(Stored records)
- - - - -

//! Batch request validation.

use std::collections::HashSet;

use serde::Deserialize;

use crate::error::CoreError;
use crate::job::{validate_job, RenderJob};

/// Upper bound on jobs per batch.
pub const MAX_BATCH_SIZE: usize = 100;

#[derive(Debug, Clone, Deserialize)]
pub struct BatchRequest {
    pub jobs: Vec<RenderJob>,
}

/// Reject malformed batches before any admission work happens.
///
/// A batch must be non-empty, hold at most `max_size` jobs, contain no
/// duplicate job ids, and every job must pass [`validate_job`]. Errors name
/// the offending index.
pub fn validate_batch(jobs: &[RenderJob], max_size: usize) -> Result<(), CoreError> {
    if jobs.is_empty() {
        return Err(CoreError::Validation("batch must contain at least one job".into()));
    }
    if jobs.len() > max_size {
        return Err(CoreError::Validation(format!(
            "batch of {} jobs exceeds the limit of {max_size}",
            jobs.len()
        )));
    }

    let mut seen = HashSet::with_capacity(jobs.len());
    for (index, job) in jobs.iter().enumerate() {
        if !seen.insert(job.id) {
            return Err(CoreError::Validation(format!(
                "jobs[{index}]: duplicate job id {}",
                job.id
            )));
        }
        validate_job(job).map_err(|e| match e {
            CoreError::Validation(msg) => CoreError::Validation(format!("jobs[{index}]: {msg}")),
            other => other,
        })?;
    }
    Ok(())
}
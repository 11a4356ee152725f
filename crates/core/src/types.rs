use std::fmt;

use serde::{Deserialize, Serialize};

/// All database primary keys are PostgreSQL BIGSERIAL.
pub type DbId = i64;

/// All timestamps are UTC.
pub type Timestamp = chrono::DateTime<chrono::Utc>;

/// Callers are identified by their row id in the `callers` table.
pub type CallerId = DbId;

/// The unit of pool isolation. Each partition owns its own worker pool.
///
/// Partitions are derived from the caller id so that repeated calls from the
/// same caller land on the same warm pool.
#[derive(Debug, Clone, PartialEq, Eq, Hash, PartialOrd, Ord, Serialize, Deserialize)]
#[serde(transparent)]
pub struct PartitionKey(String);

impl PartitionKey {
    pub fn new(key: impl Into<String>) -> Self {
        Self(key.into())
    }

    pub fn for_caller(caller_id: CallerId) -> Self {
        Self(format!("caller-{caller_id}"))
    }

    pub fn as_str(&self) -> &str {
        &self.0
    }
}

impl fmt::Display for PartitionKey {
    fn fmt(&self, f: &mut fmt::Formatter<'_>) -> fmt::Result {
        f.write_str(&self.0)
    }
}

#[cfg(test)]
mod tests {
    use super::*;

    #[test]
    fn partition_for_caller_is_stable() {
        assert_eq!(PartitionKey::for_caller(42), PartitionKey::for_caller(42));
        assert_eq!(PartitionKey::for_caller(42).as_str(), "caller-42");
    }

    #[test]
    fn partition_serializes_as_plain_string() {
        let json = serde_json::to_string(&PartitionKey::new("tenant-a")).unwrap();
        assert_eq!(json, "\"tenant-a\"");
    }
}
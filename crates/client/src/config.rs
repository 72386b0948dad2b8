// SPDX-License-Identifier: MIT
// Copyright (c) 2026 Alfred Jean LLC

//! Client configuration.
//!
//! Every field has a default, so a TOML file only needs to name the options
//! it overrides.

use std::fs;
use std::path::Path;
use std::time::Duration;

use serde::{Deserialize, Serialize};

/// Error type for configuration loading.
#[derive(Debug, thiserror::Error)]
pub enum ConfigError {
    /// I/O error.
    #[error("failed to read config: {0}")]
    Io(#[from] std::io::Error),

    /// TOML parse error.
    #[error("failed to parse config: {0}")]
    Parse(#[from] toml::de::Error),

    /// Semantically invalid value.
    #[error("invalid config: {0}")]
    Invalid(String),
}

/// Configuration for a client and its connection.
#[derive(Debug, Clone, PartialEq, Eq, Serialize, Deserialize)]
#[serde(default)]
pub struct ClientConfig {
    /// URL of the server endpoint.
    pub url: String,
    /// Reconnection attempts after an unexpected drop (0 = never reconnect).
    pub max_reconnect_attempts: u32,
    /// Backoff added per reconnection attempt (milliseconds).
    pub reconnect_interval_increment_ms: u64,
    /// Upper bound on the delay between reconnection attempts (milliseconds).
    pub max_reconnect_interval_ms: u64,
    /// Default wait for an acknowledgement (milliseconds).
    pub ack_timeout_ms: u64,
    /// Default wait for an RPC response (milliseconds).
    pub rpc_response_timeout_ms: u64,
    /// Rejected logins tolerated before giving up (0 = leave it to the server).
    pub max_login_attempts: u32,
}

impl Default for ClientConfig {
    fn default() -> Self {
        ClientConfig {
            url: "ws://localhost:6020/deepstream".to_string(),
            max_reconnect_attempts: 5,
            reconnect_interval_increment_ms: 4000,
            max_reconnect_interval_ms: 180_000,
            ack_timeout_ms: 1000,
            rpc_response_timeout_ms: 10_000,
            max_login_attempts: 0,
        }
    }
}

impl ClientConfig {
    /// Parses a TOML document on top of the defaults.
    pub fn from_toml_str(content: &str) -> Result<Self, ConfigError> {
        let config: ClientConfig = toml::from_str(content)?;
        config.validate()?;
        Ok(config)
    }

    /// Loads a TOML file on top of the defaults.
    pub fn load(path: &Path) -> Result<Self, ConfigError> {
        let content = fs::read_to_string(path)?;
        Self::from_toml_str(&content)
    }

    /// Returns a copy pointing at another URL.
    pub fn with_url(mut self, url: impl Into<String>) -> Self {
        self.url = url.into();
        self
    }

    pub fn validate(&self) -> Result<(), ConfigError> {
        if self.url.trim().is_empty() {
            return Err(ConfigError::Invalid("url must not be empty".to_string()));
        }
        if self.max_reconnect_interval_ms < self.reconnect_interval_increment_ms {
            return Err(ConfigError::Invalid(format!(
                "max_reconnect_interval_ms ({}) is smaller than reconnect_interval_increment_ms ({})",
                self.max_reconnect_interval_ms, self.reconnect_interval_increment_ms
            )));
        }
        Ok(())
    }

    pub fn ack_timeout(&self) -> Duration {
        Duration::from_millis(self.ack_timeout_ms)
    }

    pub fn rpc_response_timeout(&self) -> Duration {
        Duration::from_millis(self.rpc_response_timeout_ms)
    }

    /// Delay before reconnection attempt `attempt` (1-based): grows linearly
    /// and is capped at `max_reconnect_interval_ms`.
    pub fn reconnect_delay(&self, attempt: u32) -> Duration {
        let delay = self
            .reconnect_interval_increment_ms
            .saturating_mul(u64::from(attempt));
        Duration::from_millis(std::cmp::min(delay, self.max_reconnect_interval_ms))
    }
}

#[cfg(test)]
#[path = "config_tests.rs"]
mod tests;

- - - - -

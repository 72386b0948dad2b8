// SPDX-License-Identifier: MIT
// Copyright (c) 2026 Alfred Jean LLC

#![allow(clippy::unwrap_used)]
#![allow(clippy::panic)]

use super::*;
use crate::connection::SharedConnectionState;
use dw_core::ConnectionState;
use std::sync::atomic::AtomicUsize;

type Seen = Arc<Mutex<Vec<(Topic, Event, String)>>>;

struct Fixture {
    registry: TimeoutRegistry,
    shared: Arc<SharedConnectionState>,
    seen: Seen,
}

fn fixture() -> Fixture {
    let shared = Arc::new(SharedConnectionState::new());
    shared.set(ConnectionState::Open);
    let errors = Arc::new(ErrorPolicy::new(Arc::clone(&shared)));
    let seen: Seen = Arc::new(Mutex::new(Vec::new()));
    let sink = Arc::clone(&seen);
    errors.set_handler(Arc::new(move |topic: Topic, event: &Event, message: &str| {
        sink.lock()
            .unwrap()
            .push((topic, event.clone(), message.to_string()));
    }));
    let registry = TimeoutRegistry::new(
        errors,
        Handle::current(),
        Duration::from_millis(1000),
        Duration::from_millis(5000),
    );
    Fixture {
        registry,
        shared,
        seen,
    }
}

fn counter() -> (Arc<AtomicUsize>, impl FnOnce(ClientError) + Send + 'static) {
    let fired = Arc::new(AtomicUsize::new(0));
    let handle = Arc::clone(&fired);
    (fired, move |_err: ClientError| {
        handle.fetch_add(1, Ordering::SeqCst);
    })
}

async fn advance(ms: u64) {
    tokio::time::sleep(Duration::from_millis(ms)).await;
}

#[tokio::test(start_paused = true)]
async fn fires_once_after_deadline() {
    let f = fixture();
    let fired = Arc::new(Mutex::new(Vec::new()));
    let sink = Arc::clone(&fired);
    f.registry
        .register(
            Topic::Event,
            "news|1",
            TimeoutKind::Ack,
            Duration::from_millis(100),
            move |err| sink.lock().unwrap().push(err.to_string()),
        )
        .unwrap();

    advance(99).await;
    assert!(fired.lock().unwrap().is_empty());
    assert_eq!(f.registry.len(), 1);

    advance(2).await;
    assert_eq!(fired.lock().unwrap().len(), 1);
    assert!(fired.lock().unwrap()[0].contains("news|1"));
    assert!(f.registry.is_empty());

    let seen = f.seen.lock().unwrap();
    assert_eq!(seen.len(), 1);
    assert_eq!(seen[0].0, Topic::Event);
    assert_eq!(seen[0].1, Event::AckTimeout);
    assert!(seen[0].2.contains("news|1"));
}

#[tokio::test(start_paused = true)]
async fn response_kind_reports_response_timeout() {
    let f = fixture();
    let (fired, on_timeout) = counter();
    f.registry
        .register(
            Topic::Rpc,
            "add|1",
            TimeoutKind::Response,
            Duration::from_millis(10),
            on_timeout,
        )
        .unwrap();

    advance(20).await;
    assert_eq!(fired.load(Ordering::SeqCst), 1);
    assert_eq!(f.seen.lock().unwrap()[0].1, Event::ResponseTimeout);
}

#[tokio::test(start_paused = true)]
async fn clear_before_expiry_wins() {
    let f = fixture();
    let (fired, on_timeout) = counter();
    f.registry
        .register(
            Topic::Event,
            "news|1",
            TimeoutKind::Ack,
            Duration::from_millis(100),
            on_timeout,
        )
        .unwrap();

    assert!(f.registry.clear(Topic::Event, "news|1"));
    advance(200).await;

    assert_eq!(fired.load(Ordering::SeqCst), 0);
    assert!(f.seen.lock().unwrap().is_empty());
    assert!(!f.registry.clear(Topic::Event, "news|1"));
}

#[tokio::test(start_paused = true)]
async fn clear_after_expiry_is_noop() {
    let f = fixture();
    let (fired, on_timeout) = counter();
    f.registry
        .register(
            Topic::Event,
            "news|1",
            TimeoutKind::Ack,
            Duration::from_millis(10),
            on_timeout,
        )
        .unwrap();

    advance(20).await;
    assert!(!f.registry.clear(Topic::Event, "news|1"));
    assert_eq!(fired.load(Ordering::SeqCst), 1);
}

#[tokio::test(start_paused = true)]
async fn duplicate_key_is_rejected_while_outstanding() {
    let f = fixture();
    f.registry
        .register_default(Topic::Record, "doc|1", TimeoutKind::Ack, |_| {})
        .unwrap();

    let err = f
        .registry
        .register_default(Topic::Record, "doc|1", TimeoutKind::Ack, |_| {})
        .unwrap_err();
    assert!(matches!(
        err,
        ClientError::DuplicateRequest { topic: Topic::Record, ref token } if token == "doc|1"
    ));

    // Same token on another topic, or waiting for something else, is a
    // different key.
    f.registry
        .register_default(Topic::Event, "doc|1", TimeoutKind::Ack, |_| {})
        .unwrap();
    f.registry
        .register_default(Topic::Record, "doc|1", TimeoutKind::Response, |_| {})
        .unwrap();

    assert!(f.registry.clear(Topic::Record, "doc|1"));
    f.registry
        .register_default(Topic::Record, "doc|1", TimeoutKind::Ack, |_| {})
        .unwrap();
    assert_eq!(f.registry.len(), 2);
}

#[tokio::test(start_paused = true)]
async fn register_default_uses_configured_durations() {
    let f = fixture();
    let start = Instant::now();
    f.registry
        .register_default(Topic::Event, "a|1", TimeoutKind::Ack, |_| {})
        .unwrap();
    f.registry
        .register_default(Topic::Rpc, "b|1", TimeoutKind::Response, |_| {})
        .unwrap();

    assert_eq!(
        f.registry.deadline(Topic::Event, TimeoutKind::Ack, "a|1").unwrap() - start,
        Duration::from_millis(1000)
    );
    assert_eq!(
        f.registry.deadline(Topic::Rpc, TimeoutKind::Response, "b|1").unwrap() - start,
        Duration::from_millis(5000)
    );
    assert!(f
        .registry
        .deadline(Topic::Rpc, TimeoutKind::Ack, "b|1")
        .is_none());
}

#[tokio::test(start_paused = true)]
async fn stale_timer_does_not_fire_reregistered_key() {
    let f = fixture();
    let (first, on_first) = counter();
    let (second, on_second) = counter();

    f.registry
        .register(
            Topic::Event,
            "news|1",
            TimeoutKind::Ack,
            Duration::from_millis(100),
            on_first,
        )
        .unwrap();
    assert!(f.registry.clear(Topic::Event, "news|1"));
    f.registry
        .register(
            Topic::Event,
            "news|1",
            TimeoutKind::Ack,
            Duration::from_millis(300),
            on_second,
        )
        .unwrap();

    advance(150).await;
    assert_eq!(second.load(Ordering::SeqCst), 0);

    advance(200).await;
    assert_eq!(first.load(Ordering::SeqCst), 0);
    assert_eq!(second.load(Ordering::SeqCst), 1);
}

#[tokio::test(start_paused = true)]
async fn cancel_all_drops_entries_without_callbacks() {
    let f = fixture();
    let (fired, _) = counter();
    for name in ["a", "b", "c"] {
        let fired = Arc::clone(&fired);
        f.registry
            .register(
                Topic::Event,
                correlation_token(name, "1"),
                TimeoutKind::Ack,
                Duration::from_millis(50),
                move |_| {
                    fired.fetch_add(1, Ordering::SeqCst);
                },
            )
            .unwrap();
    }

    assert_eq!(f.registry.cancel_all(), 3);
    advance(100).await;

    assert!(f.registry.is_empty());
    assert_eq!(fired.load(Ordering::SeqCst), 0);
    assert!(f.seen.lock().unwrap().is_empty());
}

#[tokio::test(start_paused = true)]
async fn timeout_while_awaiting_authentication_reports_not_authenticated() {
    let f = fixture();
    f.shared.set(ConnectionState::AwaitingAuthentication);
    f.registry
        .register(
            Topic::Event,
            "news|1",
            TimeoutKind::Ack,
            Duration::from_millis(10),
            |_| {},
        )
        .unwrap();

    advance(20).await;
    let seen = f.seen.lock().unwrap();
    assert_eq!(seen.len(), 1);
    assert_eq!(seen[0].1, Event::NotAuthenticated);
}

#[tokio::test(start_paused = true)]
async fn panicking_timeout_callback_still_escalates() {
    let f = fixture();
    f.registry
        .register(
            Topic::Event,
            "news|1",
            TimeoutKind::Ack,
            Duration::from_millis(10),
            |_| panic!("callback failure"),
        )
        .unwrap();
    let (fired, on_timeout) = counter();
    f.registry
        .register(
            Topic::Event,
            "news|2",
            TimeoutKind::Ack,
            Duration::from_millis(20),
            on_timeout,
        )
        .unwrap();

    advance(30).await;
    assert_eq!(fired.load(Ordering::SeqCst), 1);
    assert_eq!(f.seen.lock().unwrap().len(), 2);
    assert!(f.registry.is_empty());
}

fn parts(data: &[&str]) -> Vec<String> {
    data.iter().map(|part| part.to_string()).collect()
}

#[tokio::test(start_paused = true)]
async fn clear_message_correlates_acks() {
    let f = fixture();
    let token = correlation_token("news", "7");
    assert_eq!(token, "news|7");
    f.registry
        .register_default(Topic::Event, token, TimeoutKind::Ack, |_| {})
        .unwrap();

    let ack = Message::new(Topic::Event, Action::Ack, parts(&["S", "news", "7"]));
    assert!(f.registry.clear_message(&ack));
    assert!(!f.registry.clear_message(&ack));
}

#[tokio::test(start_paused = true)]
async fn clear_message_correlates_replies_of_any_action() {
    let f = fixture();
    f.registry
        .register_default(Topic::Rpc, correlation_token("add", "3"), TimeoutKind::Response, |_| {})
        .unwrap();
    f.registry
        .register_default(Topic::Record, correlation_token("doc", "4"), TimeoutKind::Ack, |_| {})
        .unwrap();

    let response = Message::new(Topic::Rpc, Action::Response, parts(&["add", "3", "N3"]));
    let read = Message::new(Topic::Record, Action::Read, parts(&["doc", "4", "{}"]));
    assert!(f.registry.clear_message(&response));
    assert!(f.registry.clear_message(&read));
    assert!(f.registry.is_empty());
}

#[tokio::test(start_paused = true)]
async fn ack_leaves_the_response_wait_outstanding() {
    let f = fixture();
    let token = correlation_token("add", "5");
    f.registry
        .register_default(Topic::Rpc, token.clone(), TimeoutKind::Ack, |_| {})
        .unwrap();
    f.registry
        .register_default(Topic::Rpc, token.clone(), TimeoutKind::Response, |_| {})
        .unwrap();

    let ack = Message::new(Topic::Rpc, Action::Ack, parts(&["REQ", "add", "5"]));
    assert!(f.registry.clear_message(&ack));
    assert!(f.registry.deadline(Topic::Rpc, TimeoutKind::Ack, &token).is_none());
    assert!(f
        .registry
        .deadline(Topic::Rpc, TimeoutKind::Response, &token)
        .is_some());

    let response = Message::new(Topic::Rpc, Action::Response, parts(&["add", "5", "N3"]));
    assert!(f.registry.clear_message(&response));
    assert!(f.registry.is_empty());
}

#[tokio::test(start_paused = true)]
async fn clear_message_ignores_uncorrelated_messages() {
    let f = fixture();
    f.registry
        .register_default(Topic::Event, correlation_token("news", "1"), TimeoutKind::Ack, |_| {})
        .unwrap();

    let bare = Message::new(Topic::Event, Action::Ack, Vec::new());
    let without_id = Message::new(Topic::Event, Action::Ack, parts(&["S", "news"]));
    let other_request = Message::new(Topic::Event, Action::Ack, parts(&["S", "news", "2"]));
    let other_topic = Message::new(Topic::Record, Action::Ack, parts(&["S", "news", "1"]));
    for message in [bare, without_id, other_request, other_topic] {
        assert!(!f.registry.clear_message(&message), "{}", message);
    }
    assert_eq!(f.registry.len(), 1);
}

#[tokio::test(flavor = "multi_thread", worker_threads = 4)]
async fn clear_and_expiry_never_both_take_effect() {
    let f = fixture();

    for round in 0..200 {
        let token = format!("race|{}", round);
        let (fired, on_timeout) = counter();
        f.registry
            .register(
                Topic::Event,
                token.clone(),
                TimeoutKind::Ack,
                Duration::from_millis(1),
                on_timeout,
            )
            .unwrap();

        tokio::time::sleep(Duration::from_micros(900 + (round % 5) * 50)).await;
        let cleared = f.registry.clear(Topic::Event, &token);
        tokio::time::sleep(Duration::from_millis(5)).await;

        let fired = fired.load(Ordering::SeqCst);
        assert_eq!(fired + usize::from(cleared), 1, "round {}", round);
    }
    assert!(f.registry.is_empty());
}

- - - - -

▶ TASK DESCRIPTION: Taking the entries above, print exactly the lines starting at the line with "pub fn new(key: impl" and ending at the line with "for configuration loading.", both included.

▶ RESULT FOR THIS TASK:
    pub fn new(key: impl Into<String>) -> Self {
        Self(key.into())
    }

    pub fn for_caller(caller_id: CallerId) -> Self {
        Self(format!("caller-{caller_id}"))
    }

    pub fn as_str(&self) -> &str {
        &self.0
    }
}

impl fmt::Display for PartitionKey {
    fn fmt(&self, f: &mut fmt::Formatter<'_>) -> fmt::Result {
        f.write_str(&self.0)
    }
}

#[cfg(test)]
mod tests {
    use super::*;

    #[test]
    fn partition_for_caller_is_stable() {
        assert_eq!(PartitionKey::for_caller(42), PartitionKey::for_caller(42));
        assert_eq!(PartitionKey::for_caller(42).as_str(), "caller-42");
    }

    #[test]
    fn partition_serializes_as_plain_string() {
        let json = serde_json::to_string(&PartitionKey::new("tenant-a")).unwrap();
        assert_eq!(json, "\"tenant-a\"");
    }
}
filename crates/client/src/config.rs
repository 72386b0948dad2b8
// SPDX-License-Identifier: MIT
// Copyright (c) 2026 Alfred Jean LLC

//! Client configuration.
//!
//! Every field has a default, so a TOML file only needs to name the options
//! it overrides.

use std::fs;
use std::path::Path;
use std::time::Duration;

use serde::{Deserialize, Serialize};

/// Error type for configuration loading.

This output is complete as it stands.